- Type: Medal
- Awarded for: "Demonstrated officer potential."
- Presented by: United States Army
- Eligibility: ROTC Cadets
- Status: Currently Awarded

Precedence
- Next (higher): Medal for Heroism

= Superior Cadet Decoration Award =

American ROTC award

The Superior Cadet Decoration Award is the second highest Department of the Army medal awarded exclusively to Reserve Officers' Training Corps cadets. This award is presented annually to the most outstanding cadet within their respective ROTC program. As with other Department of the Army decorations, the award consists of a medal, ribbon, and lapel button with case, accompanied by DA Form 1773 ("Citation for the Superior Cadet Decoration Award") signed by the regimental commander on behalf of the Secretary of the Army. In the Army, this award is also known as the Superior Cadet Decoration and the Superior Cadet Medal.

==Criteria for award==
To be awarded this decoration, a cadet must:
- Demonstrate the highest level of military leadership and officer potential within their respective program.
- Be a regularly enrolled ROTC cadet (MS IV cadets scheduled for midyear graduation are eligible for consideration).
- Rank in the upper 25% of both their academic class and ROTC program.
- Attain a score of 90% or higher on the Army Combat Fitness Test (ACFT).

==Design==
The medal consists of a lamp, a sword, and a book. The lamp denotes the pursuit of knowledge, higher learning, and partnership of Army
ROTC with American colleges and universities. The sword signifies the courage, gallantry, and self-sacrifice intrinsic to the profession of arms. On the reverse is inscribed: "Superior Cadet."

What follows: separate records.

impl<S: ChatStore, T: CompletionTransport> SessionOrchestrator<S, T> {
    pub fn new(store: Arc<S>, transport: T, config: ParleyConfig) -> Self {
        let session = Arc::new(Session::new(config.event_capacity));
        let aggregator = StreamAggregator::new(Arc::clone(&store), Arc::clone(&session));
        Self {
            store,
            transport,
            session,
            aggregator,
            streams: DashMap::new(),
            config,
        }
    }

    /// Load the chat list and activate the newest chat, or start a default
    /// chat if the store is empty.
    pub async fn initialize(&self) {
        let chats = match self.store.list_chats().await {
            Ok(chats) => chats,
            Err(err) => {
                self.session.report(err);
                return;
            }
        };

        let newest = self.session.update(|state| {
            state.replace_chats(chats);
            state.newest_chat().map(|chat| chat.id)
        });
        self.session.publish(SessionEvent::ChatsChanged);

        match newest {
            Some(chat_id) => self.switch_chat(chat_id).await,
            None => {
                tracing::info!("no chats stored; starting a default chat");
                self.start_new_chat(
                    self.config.default_chat_name.clone(),
                    self.config.default_model.clone(),
                )
                .await;
            }
        }
    }

    /// Make `chat_id` the active chat and load its messages. Unknown ids are
    /// ignored.
    pub async fn switch_chat(&self, chat_id: ChatId) {
        let chat = match self.store.get_chat(chat_id).await {
            Ok(Some(chat)) => chat,
            Ok(None) => {
                tracing::debug!(chat_id = %chat_id, "switch to unknown chat ignored");
                return;
            }
            Err(err) => {
                self.session.report(err);
                return;
            }
        };

        self.session.update(|state| {
            state.set_active_chat(Some(chat));
            state.clear_messages();
        });
        self.session.publish(SessionEvent::ActiveChatChanged {
            chat_id: Some(chat_id),
        });

        if let Err(err) = self.session.sync_messages(self.store.as_ref(), chat_id).await {
            self.session.report(err);
        }
    }

    /// Change the model of the active chat, only while it has no messages.
    pub async fn switch_model(&self, model: impl Into<String>) {
        let target = self.session.read(|state| match state.active_chat() {
            None => Err("no active chat"),
            Some(_) if state.has_messages() => Err("model is fixed once a chat has messages"),
            Some(chat) => Ok(chat.clone()),
        });
        let chat = match target {
            Ok(chat) => chat,
            Err(reason) => {
                refuse(reason);
                return;
            }
        };
        // An empty list may only mean the last reload failed.
        match self.store.list_messages(chat.id).await {
            Ok(stored) if !stored.is_empty() => {
                refuse("model is fixed once a chat has messages");
                return;
            }
            Ok(_) => {}
            Err(err) => {
                self.session.report(err);
                return;
            }
        }

        let updated = Chat {
            model: model.into(),
            ..chat
        };
        if let Err(err) = self.store.update_chat(&updated).await {
            self.session.report(err);
            return;
        }

        tracing::info!(chat_id = %updated.id, model = %updated.model, "chat model switched");
        self.session.update(|state| state.upsert_chat(updated));
        self.session.publish(SessionEvent::ChatsChanged);
    }

    /// Create a chat, make it active and show its (empty) message list.
    pub async fn start_new_chat(
        &self,
        name: impl Into<String>,
        model: impl Into<String>,
    ) -> Option<Chat> {
        let new = NewChat::now(name, model);
        let chat = match self.store.create_chat(&new).await {
            Ok(chat) => chat,
            Err(err) => {
                self.session.report(err);
                return None;
            }
        };

        tracing::info!(chat_id = %chat.id, model = %chat.model, "chat started");
        self.session.update(|state| {
            state.push_chat(chat.clone());
            state.set_active_chat(Some(chat.clone()));
            state.clear_messages();
        });
        self.session.publish(SessionEvent::ChatsChanged);
        self.session.publish(SessionEvent::ActiveChatChanged {
            chat_id: Some(chat.id),
        });
        self.session
            .publish(SessionEvent::MessagesChanged { chat_id: chat.id });
        Some(chat)
    }

    pub async fn rename_chat(&self, chat_id: ChatId, name: impl Into<String>) {
        let chat = match self.store.get_chat(chat_id).await {
            Ok(Some(chat)) => chat,
            Ok(None) => {
                refuse(format!("chat {chat_id} does not exist"));
                return;
            }
            Err(err) => {
                self.session.report(err);
                return;
            }
        };

        let renamed = Chat {
            name: name.into(),
            ..chat
        };
        if let Err(err) = self.store.update_chat(&renamed).await {
            self.session.report(err);
            return;
        }

        self.session.update(|state| state.upsert_chat(renamed));
        self.session.publish(SessionEvent::ChatsChanged);
    }

    /// Persist a system message in the active chat. Does not trigger a
    /// generation.
    pub async fn add_system_message(
        &self,
        content: impl Into<String>,
        meta: Option<serde_json::Value>,
    ) {
        let Some(chat_id) = self.session.read(SessionState::active_chat_id) else {
            refuse("no active chat");
            return;
        };

        let new = NewMessage::now(chat_id, MessageRole::System, content).with_meta(meta);
        match self.store.create_message(&new).await {
            Ok(message) => self.show_message(message),
            Err(err) => self.session.report(err),
        }
    }

    /// Persist a user message in the active chat and stream the reply into
    /// a new assistant message.
    ///
    /// Returns once the generation has completed, failed, or been cancelled.
    pub async fn add_user_message(&self, content: impl Into<String>) {
        let Some(chat) = self.session.read(|state| state.active_chat().cloned()) else {
            refuse("no active chat");
            return;
        };

        let cancel = CancellationToken::new();
        match self.streams.entry(chat.id) {
            Entry::Occupied(_) => {
                refuse(format!("chat {} already has a generation running", chat.id));
                return;
            }
            Entry::Vacant(slot) => {
                slot.insert(cancel.clone());
            }
        }

        self.converse(&chat, content.into(), &cancel).await;
        self.streams.remove(&chat.id);
    }

    async fn converse(&self, chat: &Chat, content: String, cancel: &CancellationToken) {
        let chat_id = chat.id;

        let history = match self.session.sync_messages(self.store.as_ref(), chat_id).await {
            Ok(messages) => messages,
            Err(err) => {
                self.session.report(err);
                self.session.read(|state| state.messages().to_vec())
            }
        };

        let new = NewMessage::now(chat_id, MessageRole::User, content.clone());
        match self.store.create_message(&new).await {
            Ok(message) => self.show_message(message),
            Err(err) => {
                self.session.report(err);
                return;
            }
        }

        let request = GenerateRequest {
            model: chat.model.clone(),
            prompt: content,
            context: latest_context(&history),
        };
        tracing::info!(
            chat_id = %chat_id,
            model = %request.model,
            transport = self.transport.name(),
            has_context = request.context.is_some(),
            "generation requested"
        );

        let mut stream = self.transport.generate(request);
        let mut completed = false;
        loop {
            tokio::select! {
                biased;
                _ = cancel.cancelled() => {
                    tracing::info!(chat_id = %chat_id, "generation cancelled");
                    break;
                }
                next = stream.next() => match next {
                    Some(Ok(event)) => {
                        let done = matches!(event, StreamEvent::Complete(_));
                        self.aggregator.apply(chat_id, event).await;
                        if done {
                            completed = true;
                            break;
                        }
                    }
                    Some(Err(err)) => {
                        self.session.report(SessionError::Transport(err.to_string()));
                        break;
                    }
                    None => {
                        tracing::warn!(chat_id = %chat_id, "generation ended without completion");
                        break;
                    }
                },
            }
        }

        if !completed {
            self.aggregator.abandon(chat_id);
        }
    }

    /// Cancel the running generation of `chat_id`. Returns whether one was
    /// running.
    pub fn cancel_stream(&self, chat_id: ChatId) -> bool {
        match self.streams.get(&chat_id) {
            Some(token) => {
                token.cancel();
                true
            }
            None => false,
        }
    }

    /// Delete a chat and its messages. If it was active, the newest
    /// remaining chat becomes active, or a default chat is started.
    pub async fn delete_chat(&self, chat_id: ChatId) {
        self.cancel_stream(chat_id);

        let cached_model = self
            .session
            .read(|state| state.chat(chat_id).map(|chat| chat.model.clone()));
        let model = match cached_model {
            Some(model) => Some(model),
            None => self
                .store
                .get_chat(chat_id)
                .await
                .ok()
                .flatten()
                .map(|chat| chat.model),
        };

        if let Err(err) = self.store.delete_chat(chat_id).await {
            self.session.report(err);
            return;
        }
        tracing::info!(chat_id = %chat_id, "chat deleted");

        let was_active = self.session.update(|state| {
            state.abandon_stream(chat_id);
            state.remove_chat(chat_id);
            let was_active = state.is_active(chat_id);
            if was_active {
                state.set_active_chat(None);
                state.clear_messages();
            }
            was_active
        });
        self.session.publish(SessionEvent::ChatsChanged);
        if !was_active {
            return;
        }
        self.session
            .publish(SessionEvent::ActiveChatChanged { chat_id: None });

        match self.session.read(|state| state.newest_chat().map(|chat| chat.id)) {
            Some(next) => self.switch_chat(next).await,
            None => {
                let model = model.unwrap_or_else(|| self.config.fallback_model.clone());
                self.start_new_chat(self.config.default_chat_name.clone(), model)
                    .await;
            }
        }
    }

    /// Remove every chat and message, then start one default chat that keeps
    /// the previously active chat's model.
    pub async fn wipe_database(&self) {
        let model = self
            .session
            .read(|state| state.active_chat().map(|chat| chat.model.clone()))
            .unwrap_or_else(|| self.config.fallback_model.clone());

        for stream in self.streams.iter() {
            stream.value().cancel();
        }

        if let Err(err) = self.store.clear().await {
            self.session.report(err);
            return;
        }
        tracing::info!("database wiped");

        self.session.reset();
        self.session.publish(SessionEvent::ChatsChanged);
        self.session
            .publish(SessionEvent::ActiveChatChanged { chat_id: None });

        self.start_new_chat(self.config.default_chat_name.clone(), model)
            .await;
    }

    fn show_message(&self, message: Message) {
        let chat_id = message.chat_id;
        let shown = self.session.update(|state| {
            if state.is_active(chat_id) {
                state.push_message(message);
                true
            } else {
                false
            }
        });
        if shown {
            self.session.publish(SessionEvent::MessagesChanged { chat_id });
        }
    }
}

==Superior Junior Cadet Decoration Award==

Superior Junior Cadet Decoration Award Medal

Superior Cadet Decoration Award Medal, Military School Division

There is also a Superior Junior Cadet Decoration Award with similar requirements issued to cadets in the Junior Reserve Officers' Training Corps and National Defense Cadet Corps. For the JROTC version, the only difference in appearance of the two awards is an inverse of the red and blue colors on the ribbon portion of the medal. Again for the NDCC version, the only design difference is the ribbon portion of the medal. Overlaying a gray background, there is a total of ten vertical red stripes, with five stripes on the left side and five stripes on the right side.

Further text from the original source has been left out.